W Thomas Street – Ukrainian Village
This lovely cottage was given its moniker, The Raccoon Cottage, by its owner, who saw my post of her cottage on Instagram and reached out to me. We later met and talked about our love for workers cottages, became friends and ended up collaborating on getting her home ready to be professionally photographed and published in the October/November 2021 issue of Cottage and Bungalows Magazine! Make sure to check it out – on newsstands now. My exterior photography that you see here is featured in the spread, as is some of my interior design and styling work.
A little bit about workers cottages – this is an excerpt from a wonderful article about workers cottages from an article on the Bob Vila website called, “This Popular House Style In Chicago Is Going extinct”. The article featured 13+ of my photographs of workers cottages throughout the Chicagoland are and also mentions my work and love for the historic cottages.
“Chicago has faced its fair share of adversity in its 184-year history, but the city has always risen from the ashes, both literally and figuratively. Its most remarkable renaissance came in the wake of the Great Chicago Fire of 1871. The inferno killed 300 people, left another 10,000 homeless, and cost a jaw-dropping $222 million (equivalent to $4.7 billion in 2020), but it also gave birth to a beautiful new city, built with brick and better than ever.
Sadly, one iconic building style, the workers cottage, which flourished both before and after the Great Fire, has recently been falling victim to urban developers whose visions just don’t jibe with historic lot sizes or bygone architectural styles. As demand grows for higher-density housing, many of these humble dwellings are at risk of being razed. At this crucial time, let’s take a moment to admire the style’s many charms, and appreciate what we could lose in the name of progress.
Workers cottages have gable roofs, with the gable ends oriented front to back rather than side to side as is typical in suburban home styles.

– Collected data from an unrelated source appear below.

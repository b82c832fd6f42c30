//! # Switch vs Table Dispatch
//!
//! Compares a dense `match` (one arm per target, each arm calling a distinct
//! function) against an array of function pointers indexed by the same
//! selector, for fan-outs from 4 to 512.
//!
//! ## Key Concepts
//!
//! - **Switch**: the compiler sees every target, so it can lower the `match`
//!   to a jump table and inline small bodies into the arms.
//! - **Table**: one bounds-checked load and one indirect call; the target is
//!   never statically known, so nothing can be inlined.
//!
//! ## Access Patterns
//!
//! - `sequential`: `k = i mod N`, perfectly predictable
//! - `ascending`: the same stream read through a 4096-entry fixture
//! - `random`: a seeded random fixture, defeats branch prediction
//!
//! ## Function Sets
//!
//! - `minimal`: `#[inline]` bodies, the switch may inline them
//! - `noinline`: the same bodies behind `#[inline(never)]`, isolating the
//!   cost of dispatch alone
//!
//! Every variant of a trial computes the same accumulator; only timing differs.

pub mod code;
pub mod test;

use crate::registry::{AlgorithmRunner, VariantClosure};
use code::{fixtures, run_trial_with, AccessPattern, FunctionSet, TrialId, FAN_OUTS};

/// Runs one (access pattern, function set) slice of the benchmark.
///
/// The problem size is the fan-out; variants are the dispatch mechanisms on
/// every available backend.
pub struct SwitchVsTableRunner {
    pattern: AccessPattern,
    set: FunctionSet,
}

impl SwitchVsTableRunner {
    pub fn new(pattern: AccessPattern, set: FunctionSet) -> Self {
        Self { pattern, set }
    }

    pub fn pattern(&self) -> AccessPattern {
        self.pattern
    }

    pub fn set(&self) -> FunctionSet {
        self.set
    }
}

impl AlgorithmRunner for SwitchVsTableRunner {
    fn name(&self) -> &'static str {
        match (self.pattern, self.set) {
            (AccessPattern::Sequential, FunctionSet::Minimal) => "switch_vs_table_sequential_minimal",
            (AccessPattern::Sequential, FunctionSet::NoInline) => "switch_vs_table_sequential_noinline",
            (AccessPattern::Ascending, FunctionSet::Minimal) => "switch_vs_table_ascending_minimal",
            (AccessPattern::Ascending, FunctionSet::NoInline) => "switch_vs_table_ascending_noinline",
            (AccessPattern::Random, FunctionSet::Minimal) => "switch_vs_table_random_minimal",
            (AccessPattern::Random, FunctionSet::NoInline) => "switch_vs_table_random_noinline",
        }
    }

    fn category(&self) -> &'static str {
        "control_flow"
    }

    fn description(&self) -> &'static str {
        match self.pattern {
            AccessPattern::Sequential => {
                "match vs fn-pointer table, sequential selectors (optimal cache friendliness)"
            }
            AccessPattern::Ascending => {
                "match vs fn-pointer table, ascending fixture selectors (moderate cache friendliness)"
            }
            AccessPattern::Random => {
                "match vs fn-pointer table, random fixture selectors (poor cache friendliness)"
            }
        }
    }

    fn available_variants(&self) -> Vec<&'static str> {
        code::get_variants().iter().map(|v| v.name).collect()
    }

    fn get_variant_closures<'a>(&'a self, size: usize, budget: usize) -> Vec<VariantClosure<'a>> {
        if !FAN_OUTS.contains(&size) {
            tracing::warn!(
                algorithm = self.name(),
                size,
                supported = ?FAN_OUTS,
                "unsupported fan-out"
            );
            return Vec::new();
        }

        let fixtures = fixtures::global();

        code::get_variants()
            .into_iter()
            .filter_map(|v| {
                let kind = v.function;
                let id = TrialId::new(self.pattern, kind.mechanism, self.set, size).ok()?;

                Some(VariantClosure {
                    name: v.name,
                    description: v.description,
                    run: Box::new(move || {
                        // Timing inside closure - measures the whole trial loop
                        let (elapsed, accumulator) =
                            crate::measure!(run_trial_with(kind.backend, &id, fixtures, budget));
                        Ok((elapsed, Some(accumulator? as f64)))
                    }),
                })
            })
            .collect()
    }

    fn verify(&self) -> Result<(), String> {
        test::verify(self.pattern, self.set, fixtures::global())
    }
}
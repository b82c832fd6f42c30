//! Utility modules for benchmarking and execution.

pub mod bench;
pub mod cpu_affinity;
pub mod runner;
pub mod timer;
pub mod tui;

#[cfg(all(feature = "cpu_cycles", not(feature = "use_time")))]
pub mod cycles;

// Re-export commonly used items
pub use bench::{elapsed, now, time_seed};
pub use cpu_affinity::CpuPinGuard;
pub use runner::{run_suite, SuiteConfig, SuiteResults};
pub use timer::{measure_variants, PinStrategy, TimingConfig, VariantResult};

/// C compiler name detected at build time
pub const C_COMPILER_NAME: Option<&str> = option_env!("C_COMPILER_NAME");

/// Information about an algorithm implementation variant.
/// Generic over F which is the function signature.
pub struct VariantInfo<F> {
    /// Unique identifier for this variant (e.g., "switch", "c-table")
    pub name: &'static str,
    /// Human-readable description
    pub description: &'static str,
    /// The specific implementation function
    pub function: F,
}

These homes were usually 1½ stories high, with a raised basement that could be rented out to another family in lean times or reserved for adult children just embarking on an independent life. Today, workers cottages can still be found in neighborhoods such as Bridgeport, Back of the Yards, Old Town, Pilsen, and Ukrainian Village.
As the Industrial Revolution flourished in the mid- to late-1800s, Chicago’s central location and proximity to Lake Michigan set it up for success—and for an influx of relocating immigrants . Massive, labor-hungry industries like meatpacking and grain processing as well as manufacturing concerns brought workers flocking to the nascent metropolis.”
As a result, Chicago’s population exploded from just under 30,000 inhabitants in 1850 to some 1.7 million at the turn of the 20th century! Many newcomers lived in cozy cottages like these.